Au Maroc, où un violent séisme a déjà fait plus de 2100 morts au sud-ouest de Marrakech vendredi soir, une course contre la montre est en branle pour sauver le plus de vies possible. Mais tandis que les secouristes accélèrent les recherches et que l’aide humanitaire se mobilise partout dans le monde, une réplique a de nouveau ébranlé le pays dimanche, rendant le défi de la reconstruction encore plus grand.

Le sol a encore tremblé

Un nouveau séisme de magnitude 3,9 a touché les Marocains dimanche alors qu’ils priaient pour les victimes du plus fort tremblement de terre à secouer le pays depuis plus d’un siècle et travaillaient à secourir les survivants. Le tremblement de terre survenu tard vendredi soir était de magnitude 7. Jusqu’ici, plus de 2100 personnes sont mortes, mais le bilan des victimes est encore appelé à s’alourdir. On recensait dimanche au moins 2059 personnes blessées, dont 1404 grièvement, selon les plus récentes données du ministère marocain de l’Intérieur. Signe de la détresse nationale : de nombreuses personnes sans logis ont dormi à l’extérieur samedi et dimanche, dans les rues de l’ancienne ville de Marrakech ou encore sous des abris de fortune dans des villages des montagnes de l’Atlas.

Paysage apocalyptique et villageois démunis

Plus de 18 000 familles ont été touchées par le séisme dans la province d’Al-Haouz, épicentre du séisme au sud de Marrakech, selon la télévision publique. Dans plusieurs villages, des tentes ont été dressées pour les abriter. À Tikht, un petit village près d’Adassil, un minaret et une poignée de maisons en argile non peintes tiennent debout au milieu d’un paysage apocalyptique. « La vie est finie ici », déplore Mohssin Aksum, 33 ans, un habitant. « Le village est mort. »

PHOTO FETHI BELAID, AGENCE FRANCE-PRESSE

Le village de Tikht a été complètement rasé.

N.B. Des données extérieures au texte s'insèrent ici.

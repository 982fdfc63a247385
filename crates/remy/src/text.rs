use once_cell::sync::Lazy;
use regex::Regex;
use std::collections::HashSet;

/// English stop words dropped before vectorizing restaurant profiles
const STOP_WORDS: &[&str] = &[
  "a", "about", "above", "across", "after", "afterwards", "again", "against", "all", "almost",
  "alone", "along", "already", "also", "although", "always", "am", "among", "amongst",
  "amoungst", "amount", "an", "and", "another", "any", "anyhow", "anyone", "anything", "anyway",
  "anywhere", "are", "around", "as", "at", "back", "be", "became", "because", "become",
  "becomes", "becoming", "been", "before", "beforehand", "behind", "being", "below", "beside",
  "besides", "between", "beyond", "bill", "both", "bottom", "but", "by", "call", "can",
  "cannot", "cant", "co", "con", "could", "couldnt", "cry", "de", "describe", "detail", "do",
  "done", "down", "due", "during", "each", "eg", "eight", "either", "eleven", "else",
  "elsewhere", "empty", "enough", "etc", "even", "ever", "every", "everyone", "everything",
  "everywhere", "except", "few", "fifteen", "fifty", "fill", "find", "fire", "first", "five",
  "for", "former", "formerly", "forty", "found", "four", "from", "front", "full", "further",
  "get", "give", "go", "had", "has", "hasnt", "have", "he", "hence", "her", "here",
  "hereafter", "hereby", "herein", "hereupon", "hers", "herself", "him", "himself", "his",
  "how", "however", "hundred", "i", "ie", "if", "in", "inc", "indeed", "interest", "into",
  "is", "it", "its", "itself", "keep", "last", "latter", "latterly", "least", "less", "ltd",
  "made", "many", "may", "me", "meanwhile", "might", "mill", "mine", "more", "moreover",
  "most", "mostly", "move", "much", "must", "my", "myself", "name", "namely", "neither",
  "never", "nevertheless", "next", "nine", "no", "nobody", "none", "noone", "nor", "not",
  "nothing", "now", "nowhere", "of", "off", "often", "on", "once", "one", "only", "onto", "or",
  "other", "others", "otherwise", "our", "ours", "ourselves", "out", "over", "own", "part",
  "per", "perhaps", "please", "put", "rather", "re", "same", "see", "seem", "seemed",
  "seeming", "seems", "serious", "several", "she", "should", "show", "side", "since",
  "sincere", "six", "sixty", "so", "some", "somehow", "someone", "something", "sometime",
  "sometimes", "somewhere", "still", "such", "system", "take", "ten", "than", "that", "the",
  "their", "them", "themselves", "then", "thence", "there", "thereafter", "thereby",
  "therefore", "therein", "thereupon", "these", "they", "thick", "thin", "third", "this",
  "those", "though", "three", "through", "throughout", "thru", "thus", "to", "together", "too",
  "top", "toward", "towards", "twelve", "twenty", "two", "un", "under", "until", "up", "upon",
  "us", "very", "via", "was", "we", "well", "were", "what", "whatever", "when", "whence",
  "whenever", "where", "whereafter", "whereas", "whereby", "wherein", "whereupon", "wherever",
  "whether", "which", "while", "whither", "who", "whoever", "whole", "whom", "whose", "why",
  "will", "with", "within", "without", "would", "yet", "you", "your", "yours", "yourself",
  "yourselves",
];

static STOP_WORD_SET: Lazy<HashSet<&'static str>> =
  Lazy::new(|| STOP_WORDS.iter().copied().collect());

// two or more word characters; single letters never become terms
static TOKEN: Lazy<Regex> = Lazy::new(|| Regex::new(r"\b\w\w+\b").unwrap());

pub fn is_stop_word(word: &str) -> bool {
  STOP_WORD_SET.contains(word)
}

/// Lowercase `text` and split it into vectorizer terms, stop words removed, in order
pub fn tokenize(text: &str) -> Vec<String> {
  let lower = text.to_lowercase();
  TOKEN
    .find_iter(&lower)
    .map(|m| m.as_str())
    .filter(|token| !is_stop_word(token))
    .map(str::to_string)
    .collect()
}

#[cfg(test)]
mod tests {
  use super::*;

  #[test]
  fn test_tokenize_lowercases_and_drops_stop_words() {
    let tokens = tokenize("Perfect for a Date Night with the family");
    assert_eq!(tokens, vec!["perfect", "date", "night", "family"]);
  }

  #[test]
  fn test_tokenize_splits_on_punctuation() {
    let tokens = tokenize("Italian, Pizza|Pasta; wood-fired");
    assert_eq!(tokens, vec!["italian", "pizza", "pasta", "wood", "fired"]);
  }

  #[test]
  fn test_single_characters_are_dropped() {
    assert_eq!(tokenize("x y 800 z"), vec!["800"]);
  }

  #[test]
  fn test_only_stop_words() {
    assert!(tokenize("the and of with").is_empty());
    assert!(tokenize("").is_empty());
  }

  #[test]
  fn test_unicode_words() {
    assert_eq!(tokenize("Crème Brûlée"), vec!["crème", "brûlée"]);
  }
}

À Tafeghaghte, autre village presque entièrement détruit, des secouristes ont pu retirer un corps d’une maison en ruines, selon une équipe de l’AFP. Mais quatre autres sont toujours ensevelis sous les gravats, d’après des habitants. « Tout le monde est parti, j’ai mal au cœur, je suis inconsolable », s’écroule en larmes, Zahra Benbrik, 62 ans, qui témoigne avoir perdu 18 proches. Des villageois démunis de cette province se plaignent de l’absence d’aide des autorités après le violent séisme au Maroc. Une courtière en assurance d’Agadir, Maria Boujdig, a chargé sa voiture de denrées alimentaires et parcouru plus de 200 km pour les distribuer aux habitants de Tafeghaghte. « La tragédie de la mort est accentuée par les mauvaises conditions des survivants. C’est catastrophique et grave d’avoir faim dans ces conditions ! » Dans une banlieue de Marrakech, une file de petits camions se forme devant un supermarché, remplis au fur et à mesure de sacs de 10 kg de farine, packs d’eau, lait, jus d’orange ou autres denrées achetées par des riverains et apportées par des caddies débordants. Plusieurs associations sont à la manœuvre, dont Draw smile et Lions international, pour aider les villages dévastés.

Le plus urgent

« Ce qui presse le plus, c’est de sauver le plus de vies possible », réitère le vice-président québécois de la Croix-Rouge canadienne, Pascal Mathieu. Étant en contact constant avec le Croissant-Rouge marocain, une société membre de la Croix-Rouge, il appelle les Canadiens à donner aux grandes organisations, la manière « la plus rapide et la plus efficace d’aider sur le terrain » pour rediriger les bonnes ressources au bon endroit, au bon moment. « Pour ce qui est de gens qui voudraient se rendre sur place pour aider, on rappelle que les autorités là-bas en ont déjà plein les mains à coordonner l’aide. Si des gens bien intentionnés, mais mal organisés arrivent, ça fait plus de mal qu’autre chose. Bref, évitez d’encombrer la ligne en vous présentant au Maroc, c’est vraiment important », ajoute M. Mathieu.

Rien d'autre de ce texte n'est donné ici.